EDITORIALE - Cronistoria di una Scudetto: Sono le 18:04 del 14 maggio 2000, la Lazio è campione d'Italia
EDITORIALE - Cronistoria di uno Scudetto
14 Maggio 2000. Rieccoci nuovamente con questo particolare mese e le sue ricorrenze legate al mondo biancoceleste. Si, perché, per i tifosi laziali, Maggio è una fonte dalla quale attingere tantissimi ricordi. E che ricordi!
Oggi però a farla a tutti, diciamo, sotto la “pioggia”( e non sotto il naso…) è stato lo squadrone del Presidente Sergio Cragnotti, guidato da Sven Goran Eriksson. 6 Coppe, di cui 2 Internazionali, e uno scudetto. Bottino mai visto prima a Roma. Su entrambe le sponde del Tevere, sia ben chiaro.
Dopo anni di successi in Italia e nel Mondo, tardava ad arrivare il secondo tricolore sul petto. Dopo vari tentativi, eccoci finalmente al rush finale. La situazione, all’ultima giornata del campionato di Serie A del nuovo millennio recitava: Juventus prima in classifica a quota 71 punti e Lazio subito dietro a 69.
Nessuno ci credeva fino in fondo, neanche i presenti sugli spalti, venuti però giustamente ad omaggiare i giocatori, e la squadra intera, per lo straordinario percorso condotto sino ad allora. Terminata la partita con la Reggina, vinta per 3 a 0 con le reti di Simone Inzaghi, Juan Sebastian Veron e Diego Pablo Simeone, allo Stadio Olimpico si attendeva dunque il verdetto di Perugia, dove la Juventus era impegnata in trasferta. Verdetto che, tra l'altro, tardava ad arrivare, poiché la partita era stata sospesa, dall'arbitro Collina, a causa di una pioggia scrosciante.
L’ansia saliva. Il silenzio assordante, che solo nello stadio di Roma si riesce a percepire, rimbombava ovunque. I tifosi si erano riversati in campo, mentre la squadra era negli spogliatoi. In Tribuna Monte Mario, assieme al Presidente Cragnotti, era presente la moglie e l'intera dirigenza biancoceleste. Dal Renato Curi di Perugia, l’unica notizia era relativa alla sospensione della partita per nubifragio, un evento meteorologico di una portata forse mai vista nella cittadina umbra.
Alle 17:11 si riprese a Perugia si riprese a giocare. Decisione ancora oggi contestata, soprattutto dai tifosi bianconeri, ma di indubbia condivisione, dato che vigeva il principio della contemporaneità per i due match valevoli per la rincorsa al medesimo obiettivo: lo scudetto.
A Roma, all’interno dello stadio, gli altoparlanti presero la parola quando già il Perugia si era portato in vantaggio.

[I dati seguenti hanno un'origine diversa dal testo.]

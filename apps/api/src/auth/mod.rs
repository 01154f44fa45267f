//! Request identity.
//!
//! The `authenticate` middleware resolves the caller once per request and
//! stores an [`Identity`] in the request extensions:
//!
//! - auth disabled: the configured default username, no token needed;
//! - `Authorization` present: the token is verified with Google, then checked
//!   against the [`policy::AccessPolicy`]; any failure is a 401;
//! - no header: the request continues anonymously.
//!
//! Handlers that need an owner take `Identity` (rejecting anonymous callers);
//! handlers that serve public content take `Option<Identity>`.

pub mod google;
pub mod handlers;
pub mod policy;

use axum::{
    async_trait,
    extract::{FromRequestParts, Request, State},
    http::{header::AUTHORIZATION, request::Parts, HeaderMap},
    middleware::Next,
    response::Response,
};
use thiserror::Error;
use tracing::debug;

use crate::errors::AppError;
use crate::state::AppState;

#[derive(Debug, Error)]
pub enum AuthError {
    #[error("ID token is not provided")]
    MissingToken,

    #[error("provided token {0} is invalid")]
    InvalidToken(String),

    #[error("{0} is not an accepted user email")]
    NotAllowed(String),

    #[error("identity provider request failed: {0}")]
    Upstream(String),
}

#[derive(Debug, Clone, PartialEq, Eq)]
pub struct Identity {
    /// Verified e-mail; doubles as the `username` owning every record.
    pub email: String,
    /// OAuth scopes granted to the token, space separated.
    pub scope: String,
}

impl Identity {
    pub fn new(email: impl Into<String>) -> Self {
        Self {
            email: email.into(),
            scope: String::new(),
        }
    }
}

#[async_trait]
impl<S> FromRequestParts<S> for Identity
where
    S: Send + Sync,
{
    type Rejection = AppError;

    async fn from_request_parts(parts: &mut Parts, _state: &S) -> Result<Self, Self::Rejection> {
        parts
            .extensions
            .get::<Identity>()
            .cloned()
            .ok_or_else(|| AuthError::MissingToken.into())
    }
}

/// Accepts both a raw token and `Bearer <token>`.
fn bearer_token(headers: &HeaderMap) -> Option<&str> {
    let raw = headers.get(AUTHORIZATION)?.to_str().ok()?.trim();
    let token = raw.strip_prefix("Bearer ").unwrap_or(raw).trim();
    (!token.is_empty()).then_some(token)
}

pub async fn authenticate(
    State(state): State<AppState>,
    mut request: Request,
    next: Next,
) -> Result<Response, AppError> {
    if !state.config.auth_enabled {
        request
            .extensions_mut()
            .insert(Identity::new(state.config.default_username.clone()));
        return Ok(next.run(request).await);
    }

    let Some(token) = bearer_token(request.headers()).map(str::to_owned) else {
        debug!("{} {} anonymous request", request.method(), request.uri());
        return Ok(next.run(request).await);
    };

    let info = state.verifier.verify_id_token(&token).await?;
    state.policy.check(&info.email)?;

    debug!(
        "{} {} authenticated user: {}",
        request.method(),
        request.uri(),
        info.email
    );
    request.extensions_mut().insert(Identity {
        email: info.email,
        scope: info.scope,
    });
    Ok(next.run(request).await)
}
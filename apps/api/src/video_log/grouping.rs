use chrono::Datelike;
use serde::Serialize;

use super::models::VideoLogEntry;

#[derive(Debug, Clone, PartialEq, Serialize)]
pub struct VideoGroup {
    pub year: i32,
    pub month: u32,
    pub practice_recordings: Vec<VideoLogEntry>,
    pub progress_recordings: Vec<VideoLogEntry>,
}

impl VideoGroup {
    fn new(year: i32, month: u32) -> Self {
        Self {
            year,
            month,
            practice_recordings: Vec::new(),
            progress_recordings: Vec::new(),
        }
    }

    fn push(&mut self, video: VideoLogEntry) {
        if video.is_monthly_progress {
            self.progress_recordings.push(video);
        } else {
            self.practice_recordings.push(video);
        }
    }
}

/// Splits videos (newest first) into calendar-month groups. A group opens
/// whenever the (year, month) of a video differs from the previous one, so
/// the input order is kept.
pub fn group_by_month(videos: Vec<VideoLogEntry>) -> Vec<VideoGroup> {
    let mut groups: Vec<VideoGroup> = Vec::new();

    for video in videos {
        let (year, month) = (video.published.year(), video.published.month());
        match groups.last_mut() {
            Some(last) if last.year == year && last.month == month => last.push(video),
            _ => {
                let mut group = VideoGroup::new(year, month);
                group.push(video);
                groups.push(group);
            }
        }
    }

    groups
}

#[cfg(test)]
mod tests {
    use std::collections::HashMap;

    use chrono::{TimeZone, Utc};

    use super::*;
    use crate::video_log::models::Orientation;

    fn video(id: &str, y: i32, m: u32, d: u32, progress: bool) -> VideoLogEntry {
        VideoLogEntry {
            id: id.to_string(),
            username: "me@example.com".into(),
            published: Utc.with_ymd_and_hms(y, m, d, 12, 0, 0).unwrap(),
            video_orientation: Orientation::Landscape,
            title: id.to_string(),
            description: String::new(),
            is_monthly_progress: progress,
            thumbnails: HashMap::new(),
            minutes_of_guitar_practice: 0,
        }
    }

    #[test]
    fn test_groups_follow_month_boundaries() {
        let groups = group_by_month(vec![
            video("c", 2023, 2, 20, true),
            video("b", 2023, 2, 3, false),
            video("a", 2023, 1, 30, false),
        ]);

        assert_eq!(groups.len(), 2);
        assert_eq!((groups[0].year, groups[0].month), (2023, 2));
        assert_eq!(groups[0].progress_recordings.len(), 1);
        assert_eq!(groups[0].practice_recordings[0].id, "b");
        assert_eq!((groups[1].year, groups[1].month), (2023, 1));
    }

    #[test]
    fn test_same_month_different_year_is_separate() {
        let groups = group_by_month(vec![
            video("b", 2023, 1, 5, false),
            video("a", 2022, 1, 5, false),
        ]);
        assert_eq!(groups.len(), 2);
    }

    #[test]
    fn test_no_videos_no_groups() {
        assert!(group_by_month(Vec::new()).is_empty());
    }
}
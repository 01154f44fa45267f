//! Composable equality filters appended to a `QueryBuilder` as bound parameters.

use chrono::{DateTime, Utc};
use sqlx::{Postgres, QueryBuilder};
use uuid::Uuid;

use super::{StoreError, ASSOCIATION_LOG_ENTRY_LABEL_TABLE};

#[derive(Debug, Clone, PartialEq)]
pub enum SqlFilter {
    ById(Uuid),
    /// Rows associated with any of the labels. An empty list restricts nothing.
    ByLabelIds(Vec<Uuid>),
    ByUsername(String),
    IsMonthlyProgress(bool),
    /// Strictly earlier than the instant, on the table's date column.
    DateBefore(DateTime<Utc>),
}

pub fn by_id(id: Uuid) -> SqlFilter {
    SqlFilter::ById(id)
}

pub fn by_label_ids(ids: impl Into<Vec<Uuid>>) -> SqlFilter {
    SqlFilter::ByLabelIds(ids.into())
}

pub fn by_username(username: impl Into<String>) -> SqlFilter {
    SqlFilter::ByUsername(username.into())
}

pub fn is_monthly_progress(val: bool) -> SqlFilter {
    SqlFilter::IsMonthlyProgress(val)
}

pub fn date_before(instant: DateTime<Utc>) -> SqlFilter {
    SqlFilter::DateBefore(instant)
}

/// Tables a filter can be applied to.
#[derive(Debug, Clone, Copy, PartialEq, Eq)]
pub enum Table {
    LogEntries,
    LogLabels,
    VideoLogEntries,
    ProgressSummaries,
}

impl Table {
    pub fn name(self) -> &'static str {
        match self {
            Table::LogEntries => super::LOG_ENTRY_TABLE,
            Table::LogLabels => super::LOG_LABEL_TABLE,
            Table::VideoLogEntries => super::VIDEO_LOG_ENTRY_TABLE,
            Table::ProgressSummaries => super::PROGRESS_SUMMARY_TABLE,
        }
    }

    fn date_column(self) -> Option<&'static str> {
        match self {
            Table::LogEntries => Some("date"),
            Table::VideoLogEntries => Some("published"),
            Table::LogLabels | Table::ProgressSummaries => None,
        }
    }
}

/// Appends ` WHERE a AND b ...` for the given filters. Nothing is appended
/// when no filter restricts anything.
pub fn push_filters(
    qb: &mut QueryBuilder<'_, Postgres>,
    table: Table,
    filters: &[SqlFilter],
) -> Result<(), StoreError> {
    let t = table.name();
    let mut first = true;

    for filter in filters {
        if matches!(filter, SqlFilter::ByLabelIds(ids) if ids.is_empty()) {
            continue;
        }
        qb.push(if first { " WHERE " } else { " AND " });
        first = false;

        match filter {
            SqlFilter::ById(id) => match table {
                Table::LogEntries | Table::LogLabels | Table::ProgressSummaries => {
                    qb.push(format!("{t}.id = "));
                    qb.push_bind(*id);
                }
                Table::VideoLogEntries => return Err(unsupported("id (uuid)", table)),
            },
            SqlFilter::ByLabelIds(ids) => match table {
                Table::LogEntries => {
                    // Subquery keeps an entry counted once however many labels match.
                    qb.push(format!(
                        "{t}.id IN (SELECT entry_id FROM {ASSOCIATION_LOG_ENTRY_LABEL_TABLE} WHERE label_id = ANY("
                    ));
                    qb.push_bind(ids.clone());
                    qb.push("))");
                }
                Table::LogLabels => {
                    qb.push(format!("{t}.id = ANY("));
                    qb.push_bind(ids.clone());
                    qb.push(")");
                }
                _ => return Err(unsupported("label_id", table)),
            },
            SqlFilter::ByUsername(username) => {
                qb.push(format!("{t}.username = "));
                qb.push_bind(username.clone());
            }
            SqlFilter::IsMonthlyProgress(val) => match table {
                Table::VideoLogEntries => {
                    qb.push(format!("{t}.is_monthly_progress = "));
                    qb.push_bind(*val);
                }
                _ => return Err(unsupported("is_monthly_progress", table)),
            },
            SqlFilter::DateBefore(instant) => match table.date_column() {
                Some(column) => {
                    qb.push(format!("{t}.{column} < "));
                    qb.push_bind(*instant);
                }
                None => return Err(unsupported("date", table)),
            },
        }
    }
    Ok(())
}

fn unsupported(column: &str, table: Table) -> StoreError {
    StoreError::InvalidFilter(format!("{} has no {column} column to filter on", table.name()))
}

Calori. Alessandro Calori aveva portato il risultato sull’1 a 0 ai danni della Juventus. La situazione meno probabile. La classifica ora recitava: Lazio 72, Juventus 71. Su stessa ammissione praticamente di tutti, la massima speranza dei tifosi biancocelesti, quel giorno, era rappresentata dal pareggio, con la conseguente partita di spareggio, tra le due contendenti, che avrebbe assegnato lo scudetto.
E Invece no! Le radioline accese all'unisono, accompagnate dalla voce dello speaker, riempivano le orecchie dei tifosi. Timori e ansie erano visibili sul volto di tutti i presenti. Ombre sinistre provenivano dall’anno precedente, al termine del quale la Lazio venne beffata al foto finish dal Milan, nonostante tutta una serie di polemiche.
Non poteva riaccadere di nuovo. Il trascorrere del tempo alimentava il sogno e mitigava le ansie. O forse no. A 20 minuti dal termine venne espulso Zambrotta, per i bianconeri. La Juventus, però, nonostante l'inferiorità numerica, continuò l’arrembaggio. Anche nel lunghissimo minutaggio di recupero concesso: ben 6 minuti. Non si intravedeva mai una fine. Trascorsi anche questi, però, ecco che arriva il boato della gente. Gioia, mista a commozione. Urla liberatorie e passione sfociarono nei cori, che si levavano dal campo e dagli spalti. Colmi dei colori biancocelesti.
Un’atmosfera unica. Alle 18 e 4 minuti del 14 Maggio, la Lazio è Campione d’Italia 1999/2000. La festa poteva finalmente iniziare, con la prima squadra della capitale che vinceva lo scudetto per la seconda volta nella sua storia.
Uno scudetto unico, indelebile. Conquistato nell’ anno del centenario ed il primo del nuovo millennio.